What is meant by "two action selections" in SARSA?

Question

I have some difficulties understanding the difference between Q-learning and SARSA. Here (What are the differences between SARSA and Q-learning?) the following updating formulas are given:

Q-Learning

$$Q(s,a) = Q(s,a) + \alpha (R_{t+1} + \gamma \max_aQ(s',a) - Q(s,a))$$

SARSA

$$Q(s,a) = Q(s,a) + \alpha (R_{t+1} + \gamma Q(s',a') - Q(s,a))$$

I know that SARSA is for on-policy learning while Q-learning is off-policy learning. So, in Q-learning, the epsilon-greedy policy (or epsilon-soft or softmax policy) is chosen for selecting the actions and the greedy policy is chosen for updating the Q-values. In SARSA the epsilon-greedy policy (or epsilon-soft or softmax policy) is chosen for selecting the actions and for updating the Q function.

So, actually, I have a question on that:

On this website (https://www.cse.unsw.edu.au/~cs9417ml/RL1/algorithms.html) there is written for SARSA

As you can see, there are two action selection steps needed, for determining the next state-action pair along with the first.

What is meant by two action selections? Normally you can only select one action per iteration. The other "selection" should be for the update.

nbro · Answer 1 · 2021-12-13T17:32:48.537

3

In my view, the best way to understand these algorithms is to read the pseudocode (multiple times, if necessary!).

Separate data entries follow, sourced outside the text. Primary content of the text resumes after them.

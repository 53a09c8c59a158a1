// SPDX-License-Identifier: AGPL-3.0-or-later
//
// Copyright (C) 2026 Relational Network

use axum::{routing::get, Router};
use tower_http::{
    request_id::{MakeRequestUuid, PropagateRequestIdLayer, SetRequestIdLayer},
    trace::TraceLayer,
};
use utoipa::OpenApi;
use utoipa_swagger_ui::SwaggerUi;

use crate::{
    api::health::{HealthChecks, HealthResponse, ReadyResponse},
    auth::AuthErrorBody,
    state::AppState,
};

pub mod health;

/// Router with only the operational endpoints.
pub fn router(state: AppState) -> Router {
    router_with(state, Router::new())
}

/// Router with the operational endpoints plus application `routes`.
///
/// `routes` are expected to guard themselves with [`crate::auth::Authorized`]
/// or [`crate::auth::require_permission`].
pub fn router_with(state: AppState, routes: Router<AppState>) -> Router {
    let app_routes = Router::new()
        .route("/health", get(health::health))
        .route("/health/live", get(health::liveness))
        .route("/health/ready", get(health::readiness))
        .merge(routes)
        .with_state(state);

    Router::new()
        .merge(app_routes)
        .merge(SwaggerUi::new("/docs").url("/api-doc/openapi.json", ApiDoc::openapi()))
        .layer(PropagateRequestIdLayer::x_request_id())
        .layer(TraceLayer::new_for_http())
        .layer(SetRequestIdLayer::x_request_id(MakeRequestUuid))
}

#[derive(OpenApi)]
#[openapi(
    paths(health::health, health::liveness, health::readiness),
    components(schemas(ReadyResponse, HealthChecks, HealthResponse, AuthErrorBody)),
    tags(
        (name = "Health", description = "Liveness and readiness probes")
    )
)]
struct ApiDoc;
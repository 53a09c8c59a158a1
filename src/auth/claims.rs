// SPDX-License-Identifier: AGPL-3.0-or-later
//
// Copyright (C) 2026 Relational Network

//! Decoded JWT claims.

use chrono::{DateTime, Utc};
use serde::{Deserialize, Serialize};
use serde_json::{Map, Value};

/// Claims decoded from a verified access token.
///
/// The standard claims are typed; everything else the identity provider
/// puts in the token is kept in `extra`. `permissions` stays optional so a
/// token without the field can be told apart from one with an empty list.
#[derive(Debug, Clone, PartialEq, Default, Serialize, Deserialize)]
pub struct Claims {
    /// Subject (user ID)
    #[serde(default, skip_serializing_if = "Option::is_none")]
    pub sub: Option<String>,

    /// Issuer
    #[serde(default, skip_serializing_if = "Option::is_none")]
    pub iss: Option<String>,

    /// Audience (string or array, validated during decoding)
    #[serde(default, skip_serializing_if = "Option::is_none")]
    pub aud: Option<Value>,

    /// Issued at timestamp
    #[serde(default, skip_serializing_if = "Option::is_none")]
    pub iat: Option<i64>,

    /// Expiration timestamp
    #[serde(default, skip_serializing_if = "Option::is_none")]
    pub exp: Option<i64>,

    /// Granted permissions (e.g. `post:drinks`). Entries are kept raw;
    /// only string entries can ever match.
    #[serde(default, skip_serializing_if = "Option::is_none")]
    pub permissions: Option<Vec<Value>>,

    /// Any other claims
    #[serde(flatten)]
    pub extra: Map<String, Value>,
}

impl Claims {
    /// Expiry as a timestamp, if present and representable.
    pub fn expires_at(&self) -> Option<DateTime<Utc>> {
        self.exp.and_then(|exp| DateTime::from_timestamp(exp, 0))
    }

    /// Whether `permission` is granted (exact, case-sensitive).
    pub fn has_permission(&self, permission: &str) -> bool {
        self.permissions
            .as_ref()
            .is_some_and(|perms| perms.iter().any(|p| p.as_str() == Some(permission)))
    }
}
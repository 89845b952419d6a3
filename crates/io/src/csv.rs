// CSV/TSV decoding into raw grids

use std::io::Read;
use std::path::Path;

use leavesync_recon::cell::grid_from_csv_str;
use leavesync_recon::Grid;

/// Read a delimited file, sniffing the delimiter.
pub fn read_grid(path: &Path) -> Result<Grid, String> {
    let content = read_file_as_utf8(path)?;
    let delimiter = sniff_delimiter(&content);
    log::debug!(
        "{}: delimiter {:?}",
        path.display(),
        char::from(delimiter)
    );
    grid_from_string(&content, delimiter)
}

pub fn read_tsv_grid(path: &Path) -> Result<Grid, String> {
    let content = read_file_as_utf8(path)?;
    grid_from_string(&content, b'\t')
}

pub fn grid_from_string(content: &str, delimiter: u8) -> Result<Grid, String> {
    let content = content.strip_prefix('\u{feff}').unwrap_or(content);
    grid_from_csv_str(content, delimiter).map_err(|e| e.to_string())
}

/// Detect the most likely field delimiter by checking consistency across the first few lines.
///
/// For each candidate (tab, semicolon, comma, pipe), count fields per line. The delimiter
/// that produces the most consistent field count (>1 field) wins.
pub fn sniff_delimiter(content: &str) -> u8 {
    let candidates: &[u8] = &[b'\t', b';', b',', b'|'];
    let sample_lines: Vec<&str> = content.lines().filter(|l| !l.trim().is_empty()).take(10).collect();

    if sample_lines.is_empty() {
        return b',';
    }

    let mut best = b',';
    let mut best_score = 0u64;

    for &delim in candidates {
        let counts: Vec<usize> = sample_lines
            .iter()
            .map(|line| {
                csv::ReaderBuilder::new()
                    .delimiter(delim)
                    .has_headers(false)
                    .flexible(true)
                    .from_reader(line.as_bytes())
                    .records()
                    .next()
                    .and_then(|r| r.ok())
                    .map(|r| r.len())
                    .unwrap_or(1)
            })
            .collect();

        // Exports often open with a one-cell title line, so judge by the widest line
        let target = counts.iter().copied().max().unwrap_or(0);
        if target <= 1 {
            continue;
        }

        let consistent = counts.iter().filter(|&&c| c == target).count() as u64;
        let score = consistent * target as u64;

        if score > best_score {
            best_score = score;
            best = delim;
        }
    }

    best
}

/// Read file and convert to UTF-8 if needed (handles Windows-1252, Latin-1, etc.)
pub fn read_file_as_utf8(path: &Path) -> Result<String, String> {
    let mut file = std::fs::File::open(path).map_err(|e| format!("{}: {e}", path.display()))?;
    let mut bytes = Vec::new();
    file.read_to_end(&mut bytes).map_err(|e| e.to_string())?;

    match String::from_utf8(bytes) {
        Ok(s) => Ok(s),
        Err(e) => {
            let bytes = e.into_bytes();
            // Excel on Windows saves CSV as Windows-1252
            log::debug!("{}: not UTF-8, decoding as Windows-1252", path.display());
            let (decoded, _, _) = encoding_rs::WINDOWS_1252.decode(&bytes);
            Ok(decoded.into_owned())
        }
    }
}

#[cfg(test)]
mod tests {
    use super::*;
    use leavesync_recon::CellValue;
    use std::io::Write;

    #[test]
    fn test_sniff_semicolon_delimiter() {
        let content = "Pers.No.;Date;Hours\n12345;28.04.2025;7,5\n";
        assert_eq!(sniff_delimiter(content), b';');
    }

    #[test]
    fn test_sniff_comma_delimiter() {
        assert_eq!(sniff_delimiter("a,b,c\n1,2,3\n"), b',');
    }

    #[test]
    fn test_sniff_tab_delimiter() {
        assert_eq!(sniff_delimiter("a\tb\tc\n1\t2\t3\n"), b'\t');
    }

    #[test]
    fn test_sniff_ignores_title_line() {
        let content = "Absence Details\nFrom Date;Hours Recorded;Leave Code\n2025-04-28;8;110\n";
        assert_eq!(sniff_delimiter(content), b';');
    }

    #[test]
    fn test_sniff_empty_defaults_to_comma() {
        assert_eq!(sniff_delimiter(""), b',');
    }

    #[test]
    fn test_grid_infers_numbers_and_keeps_codes() {
        let grid = grid_from_string("\u{feff}Date,Hours,A/AType\n28.04.2025,7.5,0110\n", b',').unwrap();
        assert_eq!(grid[0][0], CellValue::Text("Date".into()));
        assert_eq!(grid[1][1], CellValue::Number(7.5));
        assert_eq!(grid[1][2], CellValue::Text("0110".into()));
    }

    #[test]
    fn test_windows_1252_fallback() {
        let dir = tempfile::tempdir().unwrap();
        let path = dir.path().join("latin.csv");
        let mut file = std::fs::File::create(&path).unwrap();
        // "Congé;8" with é as 0xE9
        file.write_all(b"Cong\xe9;8\n").unwrap();
        drop(file);

        let grid = read_grid(&path).unwrap();
        assert_eq!(grid[0][0], CellValue::Text("Congé".into()));
        assert_eq!(grid[0][1], CellValue::Number(8.0));
    }

    #[test]
    fn test_missing_file_names_path() {
        let err = read_grid(Path::new("/nonexistent/drmis.csv")).unwrap_err();
        assert!(err.contains("drmis.csv"));
    }
}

Here's the pseudocode of Q-learning.

Here's the pseudocode of SARSA.

So, as you can see, in SARSA, we choose one action before the episode starts, and, during the episode, we choose (and take) again more actions. In both cases, we choose these actions with the same policy (e.g. $\epsilon$-greedy), which is derived from $Q$. In Q-learning, we do not choose an action before the episode starts. We only choose and take an action at each step of the episode (like in SARSA). Hence, in SARSA, we choose actions in two places (but only take an action at each step of the episode). Note the difference between choosing/selecting an action and taking an action in the environment (you may just choose an action to update the Q-function, i.e. without taking it into the environment!).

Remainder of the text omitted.